Taken out of Disneyland years ago (it's now at DisneyWorld), it was the go-to ride for cooling down after running around all over the park, when all the other lines were too long and you needed a welcome respite on a hot day -- or a haven if it was raining, as the cars were covered. It was one of Da-da's favorites as the ride offered awesome people-watching opportunities... and now we pause for an untenable segue.
It should be noted that teenagers are occasionally quite dumb (a shock, Da-da knows); having been a teen once, Da-da can say this with great confidence. For the most part, teens think they know everything and can do anything, and this goes double at Disneyland. Unfortunately, they also think they're immortal, and when coupled with that empty-headed brain-removal-at-the-gate phenomena, it sometimes resulted in teens thinking they could outrun computer-controlled robot trains.

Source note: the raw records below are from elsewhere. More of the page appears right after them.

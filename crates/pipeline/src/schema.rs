//! Output schemas for generative nodes.
//!
//! A schema names the fields a node's output must carry and their primitive
//! types. A mismatch makes the output technically invalid, which consumes the
//! node's retry budget (never its rework budget).

use std::collections::BTreeMap;

use serde::{Deserialize, Serialize};
use serde_json::Value;

/// Primitive JSON types a field may be constrained to.
#[derive(Debug, Clone, Copy, PartialEq, Eq, Serialize, Deserialize)]
#[serde(rename_all = "snake_case")]
pub enum FieldType {
    String,
    Number,
    Integer,
    Boolean,
    Array,
    Object,
    Any,
}

impl FieldType {
    fn matches(self, value: &Value) -> bool {
        match self {
            Self::String => value.is_string(),
            Self::Number => value.is_number(),
            Self::Integer => value.is_i64() || value.is_u64(),
            Self::Boolean => value.is_boolean(),
            Self::Array => value.is_array(),
            Self::Object => value.is_object(),
            Self::Any => true,
        }
    }

    fn as_str(self) -> &'static str {
        match self {
            Self::String => "string",
            Self::Number => "number",
            Self::Integer => "integer",
            Self::Boolean => "boolean",
            Self::Array => "array",
            Self::Object => "object",
            Self::Any => "any",
        }
    }
}

/// Expected shape of a node's output object.
///
/// ```toml
/// [nodes.output_schema]
/// required = ["approved", "comments"]
/// fields = { approved = "boolean", comments = "array" }
/// ```
#[derive(Debug, Clone, Default, PartialEq, Eq, Serialize, Deserialize)]
pub struct OutputSchema {
    #[serde(default)]
    pub required: Vec<String>,
    #[serde(default)]
    pub fields: BTreeMap<String, FieldType>,
}

impl OutputSchema {
    /// Checks `output` against the schema, returning one message per violation.
    pub fn validate(&self, output: &Value) -> Result<(), Vec<String>> {
        let Value::Object(map) = output else {
            return Err(vec![format!("output must be a JSON object, got {}", kind_of(output))]);
        };

        let mut violations: Vec<String> = self
            .required
            .iter()
            .filter(|field| !map.contains_key(field.as_str()))
            .map(|field| format!("missing required field '{field}'"))
            .collect();

        for (field, expected) in &self.fields {
            if let Some(value) = map.get(field) {
                if !value.is_null() && !expected.matches(value) {
                    violations.push(format!(
                        "field '{field}' must be {}, got {}",
                        expected.as_str(),
                        kind_of(value)
                    ));
                }
            }
        }

        if violations.is_empty() {
            Ok(())
        } else {
            Err(violations)
        }
    }
}

fn kind_of(value: &Value) -> &'static str {
    match value {
        Value::Null => "null",
        Value::Bool(_) => "boolean",
        Value::Number(_) => "number",
        Value::String(_) => "string",
        Value::Array(_) => "array",
        Value::Object(_) => "object",
    }
}
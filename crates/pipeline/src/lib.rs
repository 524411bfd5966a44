//! Core orchestration domain for CogWorks.
//!
//! This crate contains every domain concept of the pipeline graph engine: the
//! graph model and its validator, the edge condition language, run state and
//! eligibility rules, budget and retry/rework accounting, the alignment model,
//! and the port traits infrastructure crates implement. It never performs I/O;
//! the `nodes` crate drives execution on top of it.
//!
//! ## Architectural Layer
//!
//! **Business logic + port definitions.** No I/O dependencies. It defines
//! *what* is needed; infrastructure crates define *how* to supply it.
//!
//! ## Module Layout
//!
//! | Module | Contents |
//! |--------|----------|
//! | [`identifiers`] | Newtype domain identifiers (`NodeId`, `EdgeId`, `PipelineRunId`, etc.) |
//! | [`types`] | Shared value types (`TokenCost`, `CostBudget`, `AlignmentScore`, `Diagnostic`, etc.) |
//! | [`errors`] | `CogWorksError`, `NodeFailure`, `RetryPolicy` |
//! | [`graph`] | Graph description, validated `PipelineGraph`, default graph |
//! | [`condition`] | Edge conditions and the deterministic expression language |
//! | [`schema`] | Output schemas for generative nodes |
//! | [`budget`] | Shared `BudgetTracker` and per-node `NodeBudget` |
//! | [`ledger`] | Per-node retry and rework counters |
//! | [`alignment`] | Alignment findings, results and structural checks |
//! | [`state`] | `PipelineRun`, `NodeState`, snapshots and expression resolution |
//! | [`report`] | `RunReport`, `StatusUpdate`, `Escalation` |
//! | [`ports`] | `LlmProvider`, `DomainServiceClient`, `StateStore`, `WorkItemTracker`, `GraphLoader` |

pub mod alignment;
pub mod budget;
pub mod condition;
pub mod errors;
pub mod graph;
pub mod identifiers;
pub mod ledger;
pub mod ports;
pub mod report;
pub mod schema;
pub mod state;
pub mod types;

// Re-export the most used items at the crate root.
pub use errors::{CogWorksError, FailureKind, NodeFailure, RetryPolicy};
pub use identifiers::{
    ArtifactPath, DelegateId, DomainServiceName, EdgeId, NodeId, PipelineName, PipelineRunId,
    SubWorkItemId, WorkItemId,
};
pub use types::{
    AlignmentScore, CostBudget, Diagnostic, DiagnosticCategory, DiagnosticSeverity, Timestamp,
    TokenCost, TokenCount,
};
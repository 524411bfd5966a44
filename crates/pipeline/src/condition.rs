//! Edge conditions and the deterministic expression language.
//!
//! An edge condition is one of three closed kinds: a deterministic
//! [`Expression`], an externally judged condition with a mandatory static
//! fallback, or a boolean composite over sub-conditions. Expressions are parsed
//! when the graph is loaded; a malformed expression is a validation error, never
//! a runtime error.
//!
//! ## Expression grammar
//!
//! ```text
//! expression := path [ operator literal ]
//! operator   := "==" | "!=" | "<" | "<=" | ">" | ">=" | "in" | "not in" | "contains"
//! literal    := string | number | "true" | "false" | "null" | "[" literal ("," literal)* "]"
//! path       := root ("." segment)*
//! root       := "output" | "alignment" | "run" | "nodes"
//! ```
//!
//! A bare path evaluates its truthiness. Numeric comparison of non-numbers is
//! `false`; a path that does not resolve compares as `null`.

use serde::{Deserialize, Serialize};
use serde_json::Value;

// ---------------------------------------------------------------------------
// Condition descriptions (serde) and validated conditions
// ---------------------------------------------------------------------------

/// Condition as written in a graph description.
///
/// ```toml
/// condition = "always"
/// condition = { expression = "output.approved == false" }
/// condition = { judged = { prompt = "Does the plan need a security review?", fallback = true } }
/// condition = { any = [ { expression = "output.risk > 3" }, { expression = "alignment.aligned == false" } ] }
/// ```
#[derive(Debug, Clone, Default, PartialEq, Serialize, Deserialize)]
#[serde(rename_all = "snake_case")]
pub enum ConditionDescription {
    /// Always taken.
    #[default]
    Always,
    /// Deterministic expression.
    Expression(String),
    /// Judged by the LLM delegate.
    Judged(JudgedCondition),
    /// Conjunction, short-circuit.
    All(Vec<ConditionDescription>),
    /// Disjunction, short-circuit.
    Any(Vec<ConditionDescription>),
    /// Negation.
    Not(Box<ConditionDescription>),
}

/// A natural-language condition delegated to the LLM, with the value used when
/// the delegate is unavailable or its answer cannot be parsed.
#[derive(Debug, Clone, PartialEq, Eq, Serialize, Deserialize)]
pub struct JudgedCondition {
    /// The question put to the delegate.
    pub prompt: String,
    /// Static fallback decision.
    pub fallback: bool,
}

/// A validated edge condition.
#[derive(Debug, Clone, PartialEq)]
pub enum Condition {
    Always,
    Expression(Expression),
    Judged(JudgedCondition),
    All(Vec<Condition>),
    Any(Vec<Condition>),
    Not(Box<Condition>),
}
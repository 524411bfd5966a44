mod support;

use std::time::Duration;

use pipeline::alignment::FindingKind;
use pipeline::graph::default_graph;
use pipeline::ports::{DelegateError, Feedback, GateSignal};
use pipeline::state::{NodeState, NodeStatus, PipelineRun, RunStatus};
use pipeline::{
    CogWorksError, DiagnosticSeverity, EdgeId, FailureKind, NodeFailure, NodeId, PipelineRunId,
    SubWorkItemId,
};
use serde_json::json;
use support::*;
use tokio_util::sync::CancellationToken;

fn stored_run(harness: &Harness, run_id: PipelineRunId) -> PipelineRun {
    let snapshot = harness.store.snapshot(run_id).expect("snapshot written");
    PipelineRun::from_snapshot(snapshot, harness.engine.graph()).expect("snapshot loads")
}

fn node<'a>(harness: &Harness, run: &'a PipelineRun, name: &str) -> &'a NodeState {
    run.state(harness.engine.graph().node_index(name).expect("node exists"))
}

fn id(name: &str) -> NodeId {
    NodeId::new(name).expect("non-empty")
}

async fn run_once(harness: &Harness, run_id: PipelineRunId) -> pipeline::report::RunReport {
    harness
        .engine
        .run(request(run_id), CancellationToken::new())
        .await
        .expect("invocation completes")
}

fn routed(mode: &str) -> serde_json::Value {
    json!({
        "name": "routing",
        "nodes": [generative("a"), generative("b"), generative("c")],
        "edges": [
            { "name": "a_b", "from": "a", "to": "b", "mode": mode,
              "condition": { "expression": "output.route_b == true" } },
            { "name": "a_c", "from": "a", "to": "c", "mode": mode,
              "condition": { "expression": "output.route_c == true" } }
        ]
    })
}
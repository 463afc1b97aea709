use std::sync::LazyLock;

use chrono::{DateTime, NaiveDate, NaiveDateTime, Utc};
use regex::Regex;

use crate::config::Options;

static ISO_PREFIX_RE: LazyLock<Regex> =
    LazyLock::new(|| Regex::new(r"^((?:19|20)\d{2})-(\d{2})-(\d{2})").unwrap());

// Dates before the web carried publication metadata are noise.
const EARLIEST: (i32, u32, u32) = (1995, 1, 1);

const DATETIME_FORMATS: &[&str] = &[
    "%Y-%m-%dT%H:%M:%S%.f",
    "%Y-%m-%dT%H:%M:%S",
    "%Y-%m-%d %H:%M:%S",
];

const DATE_FORMATS: &[&str] = &[
    "%Y-%m-%d",
    "%Y/%m/%d",
    "%d.%m.%Y",
    "%d/%m/%Y",
    "%B %d, %Y",
    "%b %d, %Y",
    "%B %d %Y",
    "%b %d %Y",
    "%d %B %Y",
    "%d %b %Y",
    "%Y%m%d",
];

/// Parse one raw candidate string into a calendar date. Tries RFC 3339 and
/// common datetime layouts first, then date-only layouts, then falls back
/// to an ISO prefix so strings with trailing zone or time junk still parse.
pub fn parse_date(raw: &str) -> Option<NaiveDate> {
    let s = raw.trim();
    if s.is_empty() {
        return None;
    }

    if let Ok(dt) = DateTime::parse_from_rfc3339(s) {
        return Some(dt.date_naive());
    }
    for fmt in DATETIME_FORMATS {
        if let Ok(dt) = NaiveDateTime::parse_from_str(s, fmt) {
            return Some(dt.date());
        }
    }
    for fmt in DATE_FORMATS {
        if let Ok(d) = NaiveDate::parse_from_str(s, fmt) {
            return Some(d);
        }
    }

    let caps = ISO_PREFIX_RE.captures(s)?;
    NaiveDate::from_ymd_opt(
        caps[1].parse().ok()?,
        caps[2].parse().ok()?,
        caps[3].parse().ok()?,
    )
}

/// Plausibility window: 1995-01-01 up to today, narrowed by the run's
/// explicit bounds.
pub fn in_range(date: NaiveDate, opts: &Options) -> bool {
    let floor = opts
        .min_date
        .unwrap_or_else(|| NaiveDate::from_ymd_opt(EARLIEST.0, EARLIEST.1, EARLIEST.2).unwrap());
    let ceiling = opts.max_date.unwrap_or_else(|| Utc::now().date_naive());
    date >= floor && date <= ceiling
}

pub fn month_from_name(name: &str) -> Option<u32> {
    let prefix = name.get(..3)?.to_ascii_lowercase();
    let n = match prefix.as_str() {
        "jan" => 1,
        "feb" => 2,
        "mar" => 3,
        "apr" => 4,
        "may" => 5,
        "jun" => 6,
        "jul" => 7,
        "aug" => 8,
        "sep" => 9,
        "oct" => 10,
        "nov" => 11,
        "dec" => 12,
        _ => return None,
    };
    Some(n)
}

// ── Tests ──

Yes, "The Peoplemover" was unofficially referred to -- quite ungently -- by Disney cast members as, "The Peopleremover," it having killed more teens than Jason. These unfortunate teens (actually, some were in their 20s) foolishly thought they could climb up on the elevated concrete track and somehow dodge robot trains moving at 45 mph (alas, similar events occasionally dogged the monorail). Da-da's finds that lack-of-common-sense mindset bizarre, but bizarrer still is that some of those kids are apparently still running the tracks today.
Da-da had heard these stories before, but two 2nd generation cast members (now married and making little 3rd-gen cast members) recently told Da-da (separately) of a teen they each personally saw and admonished while they themselves were on duty. The ghost teen was dressed like an extra in, "The Brady Bunch," and was seen running and laughing along the now defunct concrete tracks, before suddenly vanishing when cast members yelled up at him. The fact that ghost teens don't listen isn't half as surprising as the fact that Disneyland keeps a lid on this kind of information (note that there are other alleged haunted parts of the park, not the least of which is The Haunted Mansion).
Best ghostwatching time for this defunct ride is apparently just after dusk in late January/early February, as well as during full moons, for whatever reason; Da-da's own haunted house and its tortured denizens, living and dead, seem to fairly vibrate on full moons. Another friend of Da-da's, a Disney security guy, said he once saw a blank, white-faced boy walking along the elevated track one fall night during the harvest moon. The guard shouted a warning as he swung his flashlight up at the boy... only to have his flashlight beam, "dematerialize" the boy. Da-da could use a light like that.
|Walt originally proposed using Giant Rotarians to scare people in Tomorrowland, |
just as their counterparts do today.